I didn’t cry out. The feeling was too big for that. Involuntarily, from long habit, my spirit reached out for faith and halting prayers rose to my lips. At the hospital the doctors were grave; my back was broken.

My glowing world tumbled all about me! It seemed like the end of everything.

At first I couldn’t look at my mother. When at last I raised my head, I was startled. Those warm hazel eves under her crown of auburn hair were actually smiling.

“Have faith, my darling,” she said. “You’ll walk.”

Together my mother and I planned cheerful, busy days. In a cast, with my head and feet toward the floor, my back raised high, I concentrated on high school work, determined to graduate with my studio class.

But still there were those long periods of just lying there. The busy exciting world I had known faded away and my life slowed down to little things. But even here I found myself blessed, for a new sense of prayer began to unfold to me.

Now there were not the busy times of telling Him what I needed but, rather, times of listening communion, of gathering strength, when my human strength and courage seemed to ebb away.

In seven months they told me I could walk. Not walk really, but take those first important few steps on the long road back to complete freedom. As I had gotten to know Him in my time of trial, I knew Him now in thanksgiving.

I took those steps, and then more. I graduated with my class from a wheel chair.

There were seven mouths in and out of that wheel chair, but every one was another step forward. There was my first swim. The preview of Mildred Pierce. My first game of golf. And then I made my first picture since the accident.

Now, at last, life was again the same. Only, not quite the same. I found within me an immense gratitude for simple things. An acute appreciation of all I might have lost, all the things I had accepted unconsciously before. And one more difference, I had grown up.

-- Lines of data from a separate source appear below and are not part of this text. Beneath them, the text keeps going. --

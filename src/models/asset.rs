use serde::{Deserialize, Serialize};

/// A fungible asset as supplied by the token registry for one render.
#[derive(Debug, Clone, PartialEq, Serialize, Deserialize)]
pub struct Asset {
    /// `None` for the chain's native asset.
    #[serde(default)]
    pub address: Option<String>,
    pub symbol: String,
    #[serde(default)]
    pub name: Option<String>,
    #[serde(default)]
    pub decimals: u8,
    /// Human-readable balance, already scaled by `decimals`.
    #[serde(default)]
    pub balance: Option<String>,
    /// Pre-rendered fiat value. Used verbatim when present.
    #[serde(default)]
    pub balance_fiat: Option<String>,
    #[serde(default)]
    pub is_native_asset: bool,
    #[serde(default)]
    pub has_balance_error: bool,
    #[serde(default)]
    pub logo: Option<String>,
}

impl Asset {
    pub fn native(symbol: &str, balance: &str) -> Self {
        Self {
            address: None,
            symbol: symbol.to_string(),
            name: None,
            decimals: 18,
            balance: Some(balance.to_string()),
            balance_fiat: None,
            is_native_asset: true,
            has_balance_error: false,
            logo: None,
        }
    }

    pub fn token(address: &str, symbol: &str, decimals: u8) -> Self {
        Self {
            address: Some(address.to_string()),
            symbol: symbol.to_string(),
            name: None,
            decimals,
            balance: None,
            balance_fiat: None,
            is_native_asset: false,
            has_balance_error: false,
            logo: None,
        }
    }

    pub fn with_balance(mut self, balance: &str) -> Self {
        self.balance = Some(balance.to_string());
        self
    }

    pub fn with_balance_fiat(mut self, balance_fiat: &str) -> Self {
        self.balance_fiat = Some(balance_fiat.to_string());
        self
    }

    /// Lowercased address used for every mapping lookup.
    pub fn lookup_key(&self) -> Option<String> {
        self.address.as_deref().map(normalize_address)
    }

    /// Stable key for a rendered row; the native asset has no address.
    pub fn row_key(&self) -> String {
        self.lookup_key().unwrap_or_else(|| "0x".to_string())
    }

    pub fn is_removable(&self) -> bool {
        !self.is_native_asset
    }

    /// Balance string the registry supplied, ignoring empty strings.
    pub fn supplied_balance(&self) -> Option<&str> {
        self.balance.as_deref().filter(|b| !b.is_empty())
    }

    pub fn supplied_balance_fiat(&self) -> Option<&str> {
        self.balance_fiat.as_deref().filter(|b| !b.is_empty())
    }
}

pub fn normalize_address(address: &str) -> String {
    address.trim().to_lowercase()
}

/// Accepts `0x` followed by 40 hex digits.
pub fn validate_address(address: &str) -> bool {
    let trimmed = address.trim();
    trimmed.len() == 42
        && trimmed.starts_with("0x")
        && trimmed[2..].chars().all(|c| c.is_ascii_hexdigit())
}
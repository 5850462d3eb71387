use log::debug;

use crate::{
    messages,
    models::{
        asset::Asset,
        display::BalanceDisplay,
        price_context::{PriceContext, PrimaryCurrency},
    },
    services::units::{balance_to_fiat, render_from_token_minimal_unit, DECIMALS_TO_SHOW},
};

/// Balance and fiat value resolved for one asset.
#[derive(Debug, Clone, PartialEq)]
pub struct ResolvedBalance {
    pub balance: String,
    pub balance_fiat: Option<String>,
}

pub struct BalanceFormatter;

impl BalanceFormatter {
    /// Resolve the display amount and fiat value for `asset`.
    ///
    /// Values the registry supplied win over anything derived from the context.
    pub fn resolve(asset: &Asset, ctx: &PriceContext) -> ResolvedBalance {
        let address = asset.address.as_deref();

        let balance = match asset.supplied_balance() {
            Some(balance) => balance.to_string(),
            None => address
                .and_then(|a| ctx.balance(a))
                .map(|raw| render_from_token_minimal_unit(raw, asset.decimals, DECIMALS_TO_SHOW))
                .unwrap_or_else(|| "0".to_string()),
        };

        let balance_fiat = match asset.supplied_balance_fiat() {
            Some(fiat) => Some(fiat.to_string()),
            None => {
                let exchange_rate = address.and_then(|a| ctx.exchange_rate(a));
                balance_to_fiat(
                    &balance,
                    ctx.conversion_rate,
                    exchange_rate,
                    &ctx.current_currency,
                )
            }
        };

        ResolvedBalance {
            balance,
            balance_fiat,
        }
    }

    pub fn format(asset: &Asset, ctx: &PriceContext, primary: PrimaryCurrency) -> BalanceDisplay {
        if asset.has_balance_error {
            debug!("balance for {} failed to load upstream", asset.symbol);
            return BalanceDisplay {
                primary: asset.symbol.clone(),
                secondary: Some(messages::UNABLE_TO_LOAD.to_string()),
                is_error: true,
            };
        }

        let resolved = Self::resolve(asset, ctx);
        Self::arrange(asset, resolved, primary)
    }

    fn arrange(asset: &Asset, resolved: ResolvedBalance, primary: PrimaryCurrency) -> BalanceDisplay {
        let native_text = format!("{} {}", resolved.balance, asset.symbol);

        let (primary, secondary) = match (primary, resolved.balance_fiat) {
            (PrimaryCurrency::Native, fiat) => (native_text, fiat),
            (PrimaryCurrency::Fiat, Some(fiat)) => (fiat, Some(native_text)),
            (PrimaryCurrency::Fiat, None) => (native_text, None),
        };

        BalanceDisplay {
            primary,
            secondary,
            is_error: false,
        }
    }
}
use serde::Serialize;

use super::asset::Asset;

#[derive(Debug, Clone, PartialEq, Serialize)]
#[serde(tag = "kind", rename_all = "snake_case")]
pub enum AssetIcon {
    NetworkMainAsset,
    Token {
        address: Option<String>,
        logo: Option<String>,
    },
}

/// Primary and secondary strings for one balance row.
#[derive(Debug, Clone, PartialEq, Serialize)]
pub struct BalanceDisplay {
    pub primary: String,
    pub secondary: Option<String>,
    /// Set when `secondary` carries the load-failure message.
    pub is_error: bool,
}

#[derive(Debug, Clone, PartialEq, Serialize)]
pub struct DisplayLine {
    pub key: String,
    pub primary_text: String,
    #[serde(skip_serializing_if = "Option::is_none")]
    pub secondary_text: Option<String>,
    pub secondary_is_error: bool,
    pub icon: AssetIcon,
    /// Long-press opens the remove confirmation.
    pub is_actionable: bool,
    /// The asset with resolved balance, fiat value and logo.
    pub asset: Asset,
}

#[derive(Debug, Clone, PartialEq, Serialize)]
pub struct BuyPrompt {
    pub show_ready_to_explore: bool,
    pub message: Option<String>,
    pub button_label: String,
}

#[derive(Debug, Clone, PartialEq, Serialize)]
pub struct AssetListView {
    pub lines: Vec<DisplayLine>,
    pub show_empty_state: bool,
    #[serde(skip_serializing_if = "Option::is_none")]
    pub empty_message: Option<String>,
    #[serde(skip_serializing_if = "Option::is_none")]
    pub buy_prompt: Option<BuyPrompt>,
    pub show_add_token_footer: bool,
}

impl AssetListView {
    pub fn show_buy_prompt(&self) -> bool {
        self.buy_prompt
            .as_ref()
            .map(|prompt| prompt.show_ready_to_explore)
            .unwrap_or(false)
    }
}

At first I had clung to my mother’s faith, leaned on her, step by step as she showed me the way. Now, I had found my own rock. Nor did I find it too soon.

Before I finished that first picture after my accident I was standing alone. My mother, beloved companion, was gone. A little unsteadily I clung to my rock.

But I missed her. There was an aching emptiness. Until it came to me, almost in a revelation, that she had not left me. She had prepared me for her going as she had prepared me for everything else I’d met in life.

Reaching out again for my faith came the assurance that she would be by my side in every good, beautiful and true experience, wherever l might go; a part of every decision, every success and every happiness–for they all stemmed from her inspired teaching.

They would become the flowers of the mustard seed of faith she had placed in my heart.